Exercise prompt: Please show each line of the listing where "exit" is present.

Record extracts:

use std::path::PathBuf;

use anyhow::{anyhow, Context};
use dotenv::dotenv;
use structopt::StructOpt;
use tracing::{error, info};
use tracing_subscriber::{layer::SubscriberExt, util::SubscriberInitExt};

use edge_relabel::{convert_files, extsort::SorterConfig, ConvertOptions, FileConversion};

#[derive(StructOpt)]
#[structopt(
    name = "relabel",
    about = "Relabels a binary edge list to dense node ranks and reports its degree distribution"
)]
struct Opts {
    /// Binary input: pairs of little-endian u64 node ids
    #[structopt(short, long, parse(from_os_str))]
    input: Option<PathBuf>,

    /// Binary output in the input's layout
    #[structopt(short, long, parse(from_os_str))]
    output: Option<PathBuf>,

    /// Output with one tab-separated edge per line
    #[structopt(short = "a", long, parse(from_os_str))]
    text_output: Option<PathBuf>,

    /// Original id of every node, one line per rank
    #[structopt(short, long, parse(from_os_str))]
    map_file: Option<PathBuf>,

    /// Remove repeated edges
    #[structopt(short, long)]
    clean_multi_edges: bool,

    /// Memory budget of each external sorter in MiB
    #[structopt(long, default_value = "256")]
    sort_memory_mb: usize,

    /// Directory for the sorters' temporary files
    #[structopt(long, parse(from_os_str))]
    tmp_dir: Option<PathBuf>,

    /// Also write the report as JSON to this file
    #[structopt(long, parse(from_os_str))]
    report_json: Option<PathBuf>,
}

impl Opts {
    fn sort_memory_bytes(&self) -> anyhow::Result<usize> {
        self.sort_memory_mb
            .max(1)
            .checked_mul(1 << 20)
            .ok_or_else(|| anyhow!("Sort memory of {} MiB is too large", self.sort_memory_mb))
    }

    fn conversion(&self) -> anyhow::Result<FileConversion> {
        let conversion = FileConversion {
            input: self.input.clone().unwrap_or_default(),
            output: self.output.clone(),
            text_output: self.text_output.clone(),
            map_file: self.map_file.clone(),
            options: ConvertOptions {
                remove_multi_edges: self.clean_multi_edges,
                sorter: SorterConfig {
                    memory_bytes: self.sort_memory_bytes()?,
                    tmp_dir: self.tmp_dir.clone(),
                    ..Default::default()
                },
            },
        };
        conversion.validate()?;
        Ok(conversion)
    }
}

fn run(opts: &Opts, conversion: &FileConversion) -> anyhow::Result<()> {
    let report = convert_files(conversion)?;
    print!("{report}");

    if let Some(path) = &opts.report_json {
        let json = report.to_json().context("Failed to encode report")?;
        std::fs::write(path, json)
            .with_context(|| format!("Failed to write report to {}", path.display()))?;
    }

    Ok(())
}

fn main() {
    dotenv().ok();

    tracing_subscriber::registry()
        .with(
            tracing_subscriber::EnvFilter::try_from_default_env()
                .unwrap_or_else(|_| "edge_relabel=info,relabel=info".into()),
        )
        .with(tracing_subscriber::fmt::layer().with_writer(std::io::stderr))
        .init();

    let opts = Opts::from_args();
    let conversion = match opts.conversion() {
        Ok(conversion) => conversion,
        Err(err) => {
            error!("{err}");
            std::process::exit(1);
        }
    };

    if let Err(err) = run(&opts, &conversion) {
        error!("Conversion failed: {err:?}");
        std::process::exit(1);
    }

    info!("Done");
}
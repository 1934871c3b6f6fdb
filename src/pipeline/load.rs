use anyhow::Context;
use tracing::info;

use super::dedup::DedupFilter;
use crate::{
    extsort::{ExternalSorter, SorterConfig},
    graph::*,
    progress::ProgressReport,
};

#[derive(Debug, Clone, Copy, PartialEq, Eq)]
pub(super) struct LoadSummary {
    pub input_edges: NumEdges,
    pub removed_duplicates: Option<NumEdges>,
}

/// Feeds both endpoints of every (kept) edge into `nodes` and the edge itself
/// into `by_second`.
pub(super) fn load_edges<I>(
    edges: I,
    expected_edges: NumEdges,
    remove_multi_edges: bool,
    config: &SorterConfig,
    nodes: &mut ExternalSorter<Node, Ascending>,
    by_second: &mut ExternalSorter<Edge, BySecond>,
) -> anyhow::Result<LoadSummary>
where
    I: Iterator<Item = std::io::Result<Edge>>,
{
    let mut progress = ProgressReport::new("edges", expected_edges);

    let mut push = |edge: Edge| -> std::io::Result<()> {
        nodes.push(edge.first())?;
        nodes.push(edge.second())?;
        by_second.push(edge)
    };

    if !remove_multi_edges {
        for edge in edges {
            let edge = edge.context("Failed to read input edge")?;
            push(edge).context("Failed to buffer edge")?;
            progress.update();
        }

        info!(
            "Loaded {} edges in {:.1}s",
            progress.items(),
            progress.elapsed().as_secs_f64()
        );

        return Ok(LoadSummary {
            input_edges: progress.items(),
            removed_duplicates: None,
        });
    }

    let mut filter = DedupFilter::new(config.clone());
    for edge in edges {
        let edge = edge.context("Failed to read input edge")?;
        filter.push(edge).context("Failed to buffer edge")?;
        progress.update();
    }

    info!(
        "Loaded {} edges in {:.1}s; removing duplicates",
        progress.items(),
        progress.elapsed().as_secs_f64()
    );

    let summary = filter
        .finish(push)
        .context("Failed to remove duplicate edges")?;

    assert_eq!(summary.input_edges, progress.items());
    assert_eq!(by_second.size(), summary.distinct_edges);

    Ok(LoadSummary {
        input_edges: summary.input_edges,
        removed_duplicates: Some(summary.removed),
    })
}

Answer box:
            std::process::exit(1);
        std::process::exit(1);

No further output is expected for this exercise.